2. The speech identification system of claim 1, wherein the sample
frequency includes 44.1 KHz and 22 KHz.
3. The speech identification system of claim 1, wherein a waveform
signal transformation format of the frequency waveform signal
transformation module is one file format selected from a group
consisting of ".wav", ".au", ".snd", ".voc", ".aiff", ".afc",
".iff" and ".mat".
4. The speech identification system of claim 1, wherein the volume
value on the waveform signal time scale includes volt (V) and
decibel (dB).
5. The speech identification system of claim 1, wherein the
absolute value is calculated according to each time scale value for
the original audio frequency and the recorded audio frequency.
6. The speech identification system of claim 1, wherein
identification standard is a degree of resemblance by comparing the
absolute value of the original audio frequency at each time scale
calculated by the calculation module with the absolute value of the
recorded audio frequency at each time scale.
7. The speech identification system of claim 6, wherein the degree
of resemblance for the absolute value is a value obtained by
dividing a difference between the absolute values of the original
audio frequency and the recorded audio frequency with the absolute
value of the original audio frequency.
8. The speech identification system of claim 6, wherein the
determination module further obtains a gross average for degrees of
resemblances at all time scales after the degrees of resemblances
at all time scales are calculated.
9. The speech identification system of claim 1, wherein the audio
processing module adjusts the speed of the original audio frequency
via sequence modification.
10. The speech identification system of claim 1, wherein the audio
processing module modifies frequency of the original audio data to
modify tone of the original audio data.
11. A speech identification method performed with a speech
identification system having a storage unit is applicable to a data
processing device, the method comprising steps of: storing an
original audio frequency, a recorded audio frequency, and
identification standard data in the storage unit; commanding the
system for setting speed and frequency for playing a speech;
commanding the system for setting the sample frequency values of
the original audio frequency and the recorded audio frequency
according to a preset value; commanding the system for transforming
the original audio frequency and the recorded audio frequency into
the waveform signal; commanding the system for analyzing maximum
volumes of the original audio frequency and the recorded audio
frequency; commanding the system for calculating the absolute
values of the original audio frequency and the recorded audio
frequency respectively; and commanding the system for comparing the
absolute values of the original audio frequency and the recorded
audio frequency according to the identification standard to
determine an identification result.
12. The speech identification method of claim 11, wherein the
sample frequency includes 44.1 KHz and 22 KHz.
13. The speech identification method of claim 11, wherein the
system further comprising an audio processing module, a sample
frequency setting module, an audio waveform signal transformation
module, a calculation module, and a determination module.
14. The speech identification method of claim 13, wherein the audio
waveform signal transformation module having a waveform signal
transformation format selected from a group consisting of ".wav",
".au", ".snd", ".voc", ".aiff", ".afc", ".iff" and ".mat".

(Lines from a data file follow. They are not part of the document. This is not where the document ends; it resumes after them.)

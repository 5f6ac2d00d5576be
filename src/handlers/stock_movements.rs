// src/handlers/stock_movements.rs

use axum::{
    extract::{Query, State},
    http::StatusCode,
    response::IntoResponse,
    Json,
};
use serde::Deserialize;
use utoipa::{IntoParams, ToSchema};
use uuid::Uuid;
use validator::Validate;

use crate::{
    common::{
        error::{ApiError, AppError},
        extract::AppJson,
    },
    config::AppState,
    handlers::validation::field_error,
    middleware::i18n::Locale,
    models::inventory::{MovementType, NewStockMovement, StockMovement},
};

// --- DTO: Entrada / Saída de estoque ---
#[derive(Debug, Deserialize, Validate, ToSchema)]
#[serde(rename_all = "camelCase")]
pub struct CreateStockMovementPayload {
    pub product_id: Uuid,

    #[serde(rename = "type")]
    pub movement_type: MovementType,

    #[validate(range(min = 1, code = "quantity_min"))]
    #[schema(example = 50)]
    pub quantity: i32,

    // Ex: "restock", "return", "damage", "theft", "adjustment"
    #[validate(length(max = 200, code = "reason_length"))]
    pub reason: Option<String>,
}

impl From<CreateStockMovementPayload> for NewStockMovement {
    fn from(payload: CreateStockMovementPayload) -> Self {
        NewStockMovement {
            product_id: payload.product_id,
            movement_type: payload.movement_type,
            quantity: payload.quantity,
            reason: payload.reason.filter(|r| !r.is_empty()),
        }
    }
}

#[derive(Debug, Deserialize, IntoParams)]
#[serde(rename_all = "camelCase")]
#[into_params(parameter_in = Query)]
pub struct StockMovementQuery {
    /// Filtra por produto
    pub product_id: Option<String>,
}

impl StockMovementQuery {
    fn product_id(&self) -> Result<Option<Uuid>, AppError> {
        match self.product_id.as_deref() {
            None | Some("") => Ok(None),
            Some(raw) => Uuid::parse_str(raw)
                .map(Some)
                .map_err(|_| field_error("productId", "invalid_id")),
        }
    }
}

// GET /api/stock-movements
#[utoipa::path(
    get,
    path = "/api/stock-movements",
    tag = "Stock Movements",
    params(StockMovementQuery),
    responses(
        (status = 200, description = "Movimentações, mais recentes primeiro", body = Vec<StockMovement>),
        (status = 400, description = "productId inválido")
    )
)]
pub async fn get_stock_movements(
    State(app_state): State<AppState>,
    locale: Locale,
    Query(query): Query<StockMovementQuery>,
) -> Result<impl IntoResponse, ApiError> {
    let product_id = query
        .product_id()
        .map_err(|e| e.to_api_error(&locale, &app_state.i18n_store))?;

    let movements = app_state.stock_service.list_stock_movements(product_id);

    Ok((StatusCode::OK, Json(movements)))
}

// POST /api/stock-movements
#[utoipa::path(
    post,
    path = "/api/stock-movements",
    tag = "Stock Movements",
    request_body = CreateStockMovementPayload,
    responses(
        (status = 201, description = "Movimentação registrada; saldo atualizado", body = StockMovement),
        (status = 400, description = "Dados inválidos ou estoque insuficiente para saída"),
        (status = 404, description = "Produto não encontrado")
    )
)]
pub async fn create_stock_movement(
    State(app_state): State<AppState>,
    locale: Locale,
    AppJson(payload): AppJson<CreateStockMovementPayload>,
) -> Result<impl IntoResponse, ApiError> {
    payload
        .validate()
        .map_err(|e| AppError::ValidationError(e).to_api_error(&locale, &app_state.i18n_store))?;

    let movement = app_state
        .stock_service
        .record_stock_movement(payload.into())
        .map_err(|app_err| app_err.to_api_error(&locale, &app_state.i18n_store))?;

    Ok((StatusCode::CREATED, Json(movement)))
}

15. The speech identification method of claim 11, wherein the
volume value on the waveform signal time scale includes volt (V)
and decibel (dB).
16. The speech identification method of claim 11, wherein the
absolute value is calculated according to each time scale value for
the original audio frequency and the recorded audio frequency.

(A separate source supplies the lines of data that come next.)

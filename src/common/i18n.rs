// src/common/i18n.rs

use std::collections::HashMap;

pub const DEFAULT_LANG: &str = "en";
pub const SUPPORTED_LANGS: &[&str] = &["en", "pt"];

const EN: &[(&str, &str)] = &[
    ("error.validation", "One or more fields are invalid."),
    ("error.invalid_body", "Invalid request body."),
    ("error.sku_exists", "SKU already exists: {sku}."),
    ("error.product_not_found", "Product not found."),
    ("error.sale_not_found", "Sale not found."),
    (
        "error.insufficient_stock",
        "Insufficient stock: {available} available, {requested} requested.",
    ),
    (
        "error.price_mismatch",
        "Total price {received} does not match unit price times quantity ({expected}).",
    ),
    ("error.invalid_date_range", "The start of the date range must not be after its end."),
    ("error.amount_out_of_range", "The resulting amount is too large."),
    ("error.internal", "An unexpected error occurred."),
    ("validation.name_length", "Name must have between 1 and 200 characters."),
    ("validation.sku_length", "SKU must have between 1 and 50 characters."),
    ("validation.category_required", "Category is required."),
    ("validation.description_length", "Description must have at most 2000 characters."),
    ("validation.price_negative", "The value cannot be negative."),
    ("validation.price_scale", "The value must have at most 2 decimal places."),
    ("validation.price_max", "The value must be at most 1000000000000."),
    ("validation.stock_min", "Stock cannot be negative."),
    ("validation.threshold_min", "Low stock threshold cannot be negative."),
    ("validation.quantity_min", "Quantity must be at least 1."),
    ("validation.reason_length", "Reason must have at most 200 characters."),
    ("validation.invalid_id", "Not a valid identifier."),
    ("validation.invalid_status", "Use in_stock, low_stock, out_of_stock or critical."),
    ("validation.invalid_timestamp", "Expected an RFC 3339 timestamp."),
];

const PT: &[(&str, &str)] = &[
    ("error.validation", "Um ou mais campos são inválidos."),
    ("error.invalid_body", "Corpo da requisição inválido."),
    ("error.sku_exists", "O SKU {sku} já está em uso."),
    ("error.product_not_found", "Produto não encontrado."),
    ("error.sale_not_found", "Venda não encontrada."),
    (
        "error.insufficient_stock",
        "Estoque insuficiente: {available} disponível, {requested} solicitado.",
    ),
    (
        "error.price_mismatch",
        "O total {received} não confere com preço unitário vezes quantidade ({expected}).",
    ),
    ("error.invalid_date_range", "O início do intervalo não pode ser depois do fim."),
    ("error.amount_out_of_range", "O valor resultante é grande demais."),
    ("error.internal", "Ocorreu um erro inesperado."),
    ("validation.name_length", "O nome deve ter entre 1 e 200 caracteres."),
    ("validation.sku_length", "O SKU deve ter entre 1 e 50 caracteres."),
    ("validation.category_required", "A categoria é obrigatória."),
    ("validation.description_length", "A descrição deve ter no máximo 2000 caracteres."),
    ("validation.price_negative", "O valor não pode ser negativo."),
    ("validation.price_scale", "O valor deve ter no máximo 2 casas decimais."),
    ("validation.price_max", "O valor deve ser no máximo 1000000000000."),
    ("validation.stock_min", "O estoque não pode ser negativo."),
    ("validation.threshold_min", "O limite de estoque baixo não pode ser negativo."),
    ("validation.quantity_min", "A quantidade deve ser no mínimo 1."),
    ("validation.reason_length", "O motivo deve ter no máximo 200 caracteres."),
    ("validation.invalid_id", "Identificador inválido."),
    ("validation.invalid_status", "Use in_stock, low_stock, out_of_stock ou critical."),
    ("validation.invalid_timestamp", "Esperada uma data no formato RFC 3339."),
];

// Catálogo de mensagens por idioma. Chave ausente cai no inglês e depois na própria chave.
#[derive(Debug, Clone)]
pub struct I18nStore {
    catalogs: HashMap<&'static str, HashMap<&'static str, &'static str>>,
}

impl Default for I18nStore {
    fn default() -> Self {
        Self::new()
    }
}

impl I18nStore {
    pub fn new() -> Self {
        let mut catalogs = HashMap::new();
        catalogs.insert("en", EN.iter().copied().collect());
        catalogs.insert("pt", PT.iter().copied().collect());
        Self { catalogs }
    }

    pub fn lookup(&self, lang: &str, key: &str) -> Option<&'static str> {
        self.catalogs
            .get(lang)
            .and_then(|catalog| catalog.get(key))
            .or_else(|| self.catalogs.get(DEFAULT_LANG).and_then(|c| c.get(key)))
            .copied()
    }

    pub fn translate(&self, lang: &str, key: &str) -> String {
        self.lookup(lang, key).unwrap_or(key).to_string()
    }

    /// Como `translate`, substituindo `{nome}` pelos valores dados.
    pub fn translate_with(&self, lang: &str, key: &str, args: &[(&str, &str)]) -> String {
        args.iter().fold(self.translate(lang, key), |message, (name, value)| {
            message.replace(&format!("{{{name}}}"), value)
        })
    }
}

#[cfg(test)]
mod tests {
    use super::*;

    #[test]
    fn catalogs_have_the_same_keys() {
        let store = I18nStore::new();
        let en = &store.catalogs["en"];
        let pt = &store.catalogs["pt"];
        for key in en.keys() {
            assert!(pt.contains_key(key), "missing pt translation for {key}");
        }
        assert_eq!(en.len(), pt.len());
    }

    #[test]
    fn unknown_language_falls_back_to_english() {
        let store = I18nStore::new();
        assert_eq!(store.translate("de", "error.product_not_found"), "Product not found.");
        assert_eq!(store.translate("en", "error.nope"), "error.nope");
    }

    #[test]
    fn substitutes_placeholders() {
        let store = I18nStore::new();
        let message = store.translate_with("en", "error.sku_exists", &[("sku", "X-1")]);
        assert_eq!(message, "SKU already exists: X-1.");
    }
}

17. The speech identification method of claim 11, wherein
identification standard is degree of resemblance by comparing the
absolute value of the original audio frequency at each time scale
calculated by the system with the absolute value of the recorded
audio frequency at each time scale.
18. The speech identification method of claim 17, wherein the
degree of resemblance for the absolute value is a value obtained by
dividing a difference between the absolute values of the original
audio frequency and the recorded audio frequency with the absolute
value of the original audio frequency.
19. The speech identification method of claim 17, wherein the
system further obtains a gross average for degrees of resemblances
at all time scales after the degrees of resemblances at all time
scales are calculated.
20. The speech identification method of claim 11, wherein the
system adjusts the speed of the original audio frequency via
sequence modification.
21. The speech identification method of claim 11, wherein the
system modifies frequency of the original audio data to modify tone
of the original audio data.
Description
BACKGROUND OF THE INVENTION
[0001] 1. Field of the Invention
[0002] The invention relates to a speech identification system and
method thereof, and more particularly, to a speech identification
system and method thereof applicable to a data processing
device.
[0003] 2. Description of the Related Art
[0004] With a rapid advance in the development of electronic
information industry, a variety of powerful and budget electronic
information products have began to appear in the market. For
example, a large number of data processing devices having language
learning function are available for the consumers who wish to
communicate with people speaking in foreign languages. When the
language learning is conducted via the data processing device, such
as computer or electronic dictionary, the researcher has to deal
with the issues as to provide the learner with an almost human-like
environment, so as to achieve language learning merely via the
interacting with the data processing device instead of actual human
interaction.
[0005] An intelligent mandarin speech learning system and method
thereof is disclosed in Taiwanese Patent, TW308666 and
characterized by detecting via the machine for the featured
parameters corresponding to speech signal of the learning example
input by the user, followed by identifying the input speech of the
learning example, calculating the identifying result, and comparing
with the learning example to obtain a match ratio via a identifying
device, and for training the user's speech model and updating
information thereof via a training device. After being trained with
a group of learning examples, the user's speech model covers almost
the entire speech characteristics. So, as a user is logged on-line,
the user's input signal can be identified according to the speech
characteristics in the speech model.
[0006] The speech learning and identifying system and method
thereof described above is the conventional technique adopted by
the speech identification system at present, but such technique is
present with a significant drawback. That is, the user has to read
the sentence examples according to approximately preset standard
speed and volume so as to establish the user' speech
characteristics for lowering chance of system identification error,
and to set up a habit of inputting the speech in a clear and stable
reading manner. As the speech characteristics is established and
identified by the method, which require user to adapt to
identification habit of the machine, it is less user friendly and
an awkward user usually has to repeat several times to obtain a
better identification result. Also, if there is a change for the
user, the user's characteristics have to be re-established for
identification.
[0007] Therefore, the conventional speech identification technique
is still associated with two main problems today. On the one hand,
the learner can not determine the sampling frequency. In other
words, the learner can not determine level of audio resolution.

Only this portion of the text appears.